Dieses Gas strömte in die Zentren Nordeuropas und ließ den Spotpreis einbrechen. Ein Teil dieses Gases wurde auch nach Italien importiert, was die Take-or-Pay-Situation verschärfte und die Ölpreisverträge, die derzeit schwierig neu verhandelt werden, völlig unwirtschaftlich machte. In diesem Zusammenhang erscheint das italienische Programm, über den nationalen Bedarf hinaus Transportinfrastrukturen mit langfristigen, an den Ölpreis gekoppelten Verträgen zu erwerben, um das überschüssige Gas nach Europa zu exportieren, zumindest unrealistisch.

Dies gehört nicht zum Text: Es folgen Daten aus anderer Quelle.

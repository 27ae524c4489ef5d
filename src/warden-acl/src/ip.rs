//! IP access control list.

use std::net::IpAddr;
use std::path::Path;

use tracing::{debug, trace, warn};

use super::{
    AclError, Result,
    decision::{Acl, ListMode, Permission},
    ip_range::{IpRange, parse_addr},
    predefined::PredefinedSet,
    rules_file,
};

const BLACKLIST_HEADER: &str = "IP Blacklist - IPs in this list will be denied access";
const WHITELIST_HEADER: &str = "IP Whitelist - Only IPs in this list will be allowed access";

/// Access control list over single addresses and CIDR blocks.
///
/// Entries keep their insertion order and are identified by the text they
/// were added with: `10.0.0.1` and `10.0.0.1/32` are two different entries
/// that happen to match the same address. Overlapping entries are never
/// merged.
///
/// The list is not synchronized; wrap it (see [`crate::AclManager`]) when it
/// is shared between threads.
#[derive(Debug, Clone, PartialEq, Eq)]
pub struct IpAcl {
    ranges: Vec<IpRange>,
    mode: ListMode,
}

impl IpAcl {
    /// Create a list from addresses and CIDR blocks.
    ///
    /// Blank entries are skipped. Any other invalid entry fails the whole
    /// construction.
    pub fn new<I, S>(ranges: I, mode: ListMode) -> Result<Self>
    where
        I: IntoIterator<Item = S>,
        S: AsRef<str>,
    {
        let mut acl = Self::empty(mode);
        acl.add(ranges)?;
        debug!(mode = %mode, entries = acl.len(), "created IP ACL");
        Ok(acl)
    }

    /// Create an empty list.
    pub fn empty(mode: ListMode) -> Self {
        Self {
            ranges: Vec::new(),
            mode,
        }
    }

    /// Create a list and apply predefined sets to it.
    ///
    /// Each set goes through [`IpAcl::add_predefined_set`] with `allow_sets`,
    /// so the sets only end up in the list when that matches the mode.
    pub fn with_defaults<I, S>(
        ranges: I,
        mode: ListMode,
        sets: &[PredefinedSet],
        allow_sets: bool,
    ) -> Result<Self>
    where
        I: IntoIterator<Item = S>,
        S: AsRef<str>,
    {
        let mut acl = Self::new(ranges, mode)?;
        for set in sets {
            acl.add_predefined_set(*set, allow_sets)?;
        }
        Ok(acl)
    }

    /// Create a list from a rule file.
    pub fn from_file(path: impl AsRef<Path>, mode: ListMode) -> Result<Self> {
        let ranges = rules_file::read_list(path)?;
        Self::new(ranges, mode)
    }

    /// Add addresses or CIDR blocks.
    ///
    /// Blank entries and entries already present (same text) are skipped.
    /// Not atomic: when an entry fails to parse, the entries before it stay
    /// added.
    pub fn add<I, S>(&mut self, ranges: I) -> Result<()>
    where
        I: IntoIterator<Item = S>,
        S: AsRef<str>,
    {
        let mut added = 0usize;
        for entry in ranges {
            let entry = entry.as_ref();
            if entry.trim().is_empty() {
                continue;
            }

            let range = IpRange::parse(entry).inspect_err(|e| {
                warn!(entry, added, error = %e, "rejected IP ACL entry");
            })?;

            if self.ranges.iter().any(|r| r.original() == range.original()) {
                trace!(entry = range.original(), "skipping duplicate IP ACL entry");
                continue;
            }

            self.ranges.push(range);
            added += 1;
        }

        if added > 0 {
            debug!(added, total = self.ranges.len(), "added IP ACL entries");
        }
        Ok(())
    }

    /// Add entries from a rule file.
    pub fn add_from_file(&mut self, path: impl AsRef<Path>) -> Result<()> {
        let ranges = rules_file::read_list(path)?;
        self.add(ranges)
    }

    /// Remove entries by the exact text they were added with.
    ///
    /// Every entry that is present is removed. If any requested entry was
    /// missing, the call still removes the others and then returns
    /// [`AclError::EntryNotFound`] listing the missing ones. Blank arguments
    /// can never be in the list and are skipped without being reported.
    pub fn remove<I, S>(&mut self, ranges: I) -> Result<()>
    where
        I: IntoIterator<Item = S>,
        S: AsRef<str>,
    {
        let mut requested: Vec<String> = Vec::new();
        for entry in ranges {
            let entry = entry.as_ref().trim();
            if !entry.is_empty() && !requested.iter().any(|r| r == entry) {
                requested.push(entry.to_string());
            }
        }

        let missing: Vec<String> = requested
            .iter()
            .filter(|r| !self.ranges.iter().any(|range| range.original() == r.as_str()))
            .cloned()
            .collect();

        let before = self.ranges.len();
        self.ranges
            .retain(|range| !requested.iter().any(|r| r == range.original()));
        debug!(
            removed = before - self.ranges.len(),
            total = self.ranges.len(),
            "removed IP ACL entries"
        );

        if missing.is_empty() {
            Ok(())
        } else {
            warn!(?missing, "IP ACL entries not found");
            Err(AclError::EntryNotFound(missing))
        }
    }

    /// Merge a predefined set into the list.
    ///
    /// `allow_set` says whether addresses of the set should be allowed. The
    /// blocks are added only when that needs list entries: a blacklist that
    /// should deny them, or a whitelist that should allow them. The other
    /// two combinations succeed without changing anything.
    pub fn add_predefined_set(&mut self, set: PredefinedSet, allow_set: bool) -> Result<()> {
        let absorb = match self.mode {
            ListMode::Blacklist => !allow_set,
            ListMode::Whitelist => allow_set,
        };

        if !absorb {
            debug!(set = %set, mode = %self.mode, allow_set, "predefined set not added");
            return Ok(());
        }

        debug!(set = %set, mode = %self.mode, allow_set, "adding predefined set");
        self.add(set.ranges())
    }

    /// Same as [`IpAcl::add_predefined_set`], looking the set up by name.
    pub fn add_predefined_set_by_name(&mut self, name: &str, allow_set: bool) -> Result<()> {
        let set: PredefinedSet = name.parse()?;
        self.add_predefined_set(set, allow_set)
    }

    /// Check whether an address is allowed.
    ///
    /// Only bare addresses are accepted, not CIDR blocks.
    pub fn check(&self, ip: &str) -> Result<Permission> {
        let addr = parse_addr(ip)?;
        Ok(self.check_addr(addr))
    }

    /// Check an already parsed address.
    pub fn check_addr(&self, addr: IpAddr) -> Permission {
        let permission = self.mode.decide(self.contains(&addr));
        trace!(%addr, %permission, "checked IP");
        permission
    }

    /// Check if any entry contains the address.
    ///
    /// An IPv4-mapped IPv6 address (`::ffff:a.b.c.d`) matches IPv6 blocks as
    /// written and IPv4 blocks through its embedded IPv4 address. A plain
    /// IPv4 address never matches an IPv6 block.
    pub fn contains(&self, addr: &IpAddr) -> bool {
        let canonical = addr.to_canonical();
        self.ranges.iter().any(|range| {
            range.contains(addr) || (canonical != *addr && range.contains(&canonical))
        })
    }

    /// Entries as they were added, in insertion order.
    pub fn ranges(&self) -> Vec<String> {
        self.ranges.iter().map(|r| r.original().to_string()).collect()
    }

    /// Parsed entries, in insertion order.
    pub fn entries(&self) -> &[IpRange] {
        &self.ranges
    }

    /// List mode.
    pub fn mode(&self) -> ListMode {
        self.mode
    }

    /// Number of entries.
    pub fn len(&self) -> usize {
        self.ranges.len()
    }

    /// Check if the list has no entries.
    pub fn is_empty(&self) -> bool {
        self.ranges.is_empty()
    }

    /// Save the entries to a rule file with a mode-specific header.
    pub fn save_to_file(&self, path: impl AsRef<Path>, overwrite: bool) -> Result<()> {
        let header = match self.mode {
            ListMode::Blacklist => BLACKLIST_HEADER,
            ListMode::Whitelist => WHITELIST_HEADER,
        };
        rules_file::save_list(path, &self.ranges(), header, overwrite)
    }
}

impl Acl for IpAcl {
    fn check(&self, value: &str) -> Result<Permission> {
        IpAcl::check(self, value)
    }
}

Unter diesem Gesichtspunkt wirft die wachsende Abhängigkeit Italiens von Gas und erneuerbaren Energien zwangsläufig Fragen auf. Klar Benzin, aber zu welchem ​​Preis? Zu dem heute dank Schiefergas sehr wettbewerbsfähigen amerikanischen Preis, der alle anderen Quellen der Stromerzeugung, einschließlich der Kernenergie, übertrifft? Oder der Preis der nordeuropäischen Hubs, der höher als der amerikanische, aber immer noch sehr wettbewerbsfähig ist? Oder auf die der aktuellen Langzeitverträge, die mittlerweile nicht mehr auf dem Markt sind? Und erneuerbar natürlich, aber mit welchen Anreizen und Gebühren für zukünftige Rechnungen? Nie zuvor bestand die Notwendigkeit eines nationalen Energieplans, an dem es in Italien seit über 30 Jahren mangelt.

Der Plan wird viele Fragen beantworten müssen. Wie hoch wird die mögliche Spanne des Energiebedarfs im Jahr 2020 sein? Wie viel Energieeffizienz planen wir und mit welchen Werkzeugen rüsten wir uns, um diese zu erreichen? Welchen Energiemix planen wir? Wie viele Take-or-Pay-Verpflichtungen bei langfristigen Gasverträgen kann unser Land vernünftigerweise eingehen? Wie viele neue Gasimportinfrastrukturen braucht unser Land? Welche Investitionen in das Netzwerk sind erforderlich, um aktuelle Überlastungen zu beseitigen, und was ist zu tun, um die Entstehung neuer Überlastungen zu vermeiden?

Natürlich ist der Energieplan weder ein Orakel, noch kann er eine Zwangsjacke für Unternehmen darstellen. Doch „die unsichtbare Hand des Marktes“ ist weit davon entfernt, adäquate Antworten auf die heutigen Probleme zu geben. In Zeiten großer Veränderungen ist eine Energieleitlinie für das Land notwendiger denn je.